╭──

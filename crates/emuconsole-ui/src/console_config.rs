use emuconsole_audio::SinkConfig;
use emuconsole_audio::sink::DEFAULT_SPEED_FACTOR;
use log::warn;
use serde::Deserialize;
use std::path::{Path, PathBuf};

use crate::backends::DEFAULT_BACKEND;

#[derive(Debug, Clone, PartialEq, Eq, Deserialize)]
#[serde(default)]
pub struct AudioSection {
    pub backend: String,
    pub resampler: String,
    pub primary_buffer_size: usize,
    pub target: usize,
    pub secondary_buffer_size: usize,
    pub swap_channels: bool,
    pub speed_factor: u32,
}

impl Default for AudioSection {
    fn default() -> Self {
        let sink = SinkConfig::default();
        Self {
            backend: DEFAULT_BACKEND.to_string(),
            resampler: sink.resampler,
            primary_buffer_size: sink.primary_buffer_size,
            target: sink.target,
            secondary_buffer_size: sink.secondary_buffer_size,
            swap_channels: sink.swap_channels,
            speed_factor: DEFAULT_SPEED_FACTOR,
        }
    }
}

impl AudioSection {
    pub fn sink_config(&self) -> SinkConfig {
        SinkConfig {
            primary_buffer_size: self.primary_buffer_size,
            target: self.target,
            secondary_buffer_size: self.secondary_buffer_size,
            swap_channels: self.swap_channels,
            resampler: self.resampler.clone(),
        }
    }
}

#[derive(Debug, Clone, PartialEq, Eq, Deserialize, Default)]
#[serde(default)]
pub struct ConsoleConfig {
    pub audio: AudioSection,
    pub screenshot_dir: Option<PathBuf>,
}

impl ConsoleConfig {
    pub fn screenshot_dir(&self) -> PathBuf {
        self.screenshot_dir
            .clone()
            .unwrap_or_else(default_screenshot_dir)
    }
}

fn app_dir(xdg_var: &str, home_fallback: &[&str]) -> Option<PathBuf> {
    #[cfg(target_os = "windows")]
    {
        if let Some(appdata) = std::env::var_os("APPDATA") {
            return Some(PathBuf::from(appdata).join("emuconsole"));
        }
    }

    if let Some(xdg) = std::env::var_os(xdg_var) {
        return Some(PathBuf::from(xdg).join("emuconsole"));
    }

    std::env::var_os("HOME").map(|home| {
        let mut path = PathBuf::from(home);
        path.extend(home_fallback);
        path.join("emuconsole")
    })
}

pub fn default_config_path() -> PathBuf {
    app_dir("XDG_CONFIG_HOME", &[".config"])
        .map(|dir| dir.join("console.toml"))
        .unwrap_or_else(|| PathBuf::from("console.toml"))
}

pub fn default_screenshot_dir() -> PathBuf {
    app_dir("XDG_DATA_HOME", &[".local", "share"])
        .map(|dir| dir.join("screenshot"))
        .unwrap_or_else(|| PathBuf::from("screenshot"))
}

pub fn parse(text: &str) -> Result<ConsoleConfig, toml::de::Error> {
    toml::from_str::<ConsoleConfig>(text)
}

/// Read the console configuration. A missing file means defaults; a broken
/// one is reported and replaced by defaults.
pub fn load_from_file(path: &Path) -> ConsoleConfig {
    let text = match std::fs::read_to_string(path) {
        Ok(s) => s,
        Err(_) => return ConsoleConfig::default(),
    };

    match parse(&text) {
        Ok(cfg) => cfg,
        Err(e) => {
            warn!(
                "Failed to parse console config {}: {e}; using defaults",
                path.display()
            );
            ConsoleConfig::default()
        }
    }
}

╰──

_EXERCISE DIRECTIONS_: Reprint the data above from the opening line to the line holding "#[derive(Debug, Clone, PartialEq, Eq, Deserialize)]", inclusive, and nothing else.

_RESULT_:
filename crates/emuconsole-ui/src/console_config.rs
use emuconsole_audio::SinkConfig;
use emuconsole_audio::sink::DEFAULT_SPEED_FACTOR;
use log::warn;
use serde::Deserialize;
use std::path::{Path, PathBuf};

use crate::backends::DEFAULT_BACKEND;

#[derive(Debug, Clone, PartialEq, Eq, Deserialize)]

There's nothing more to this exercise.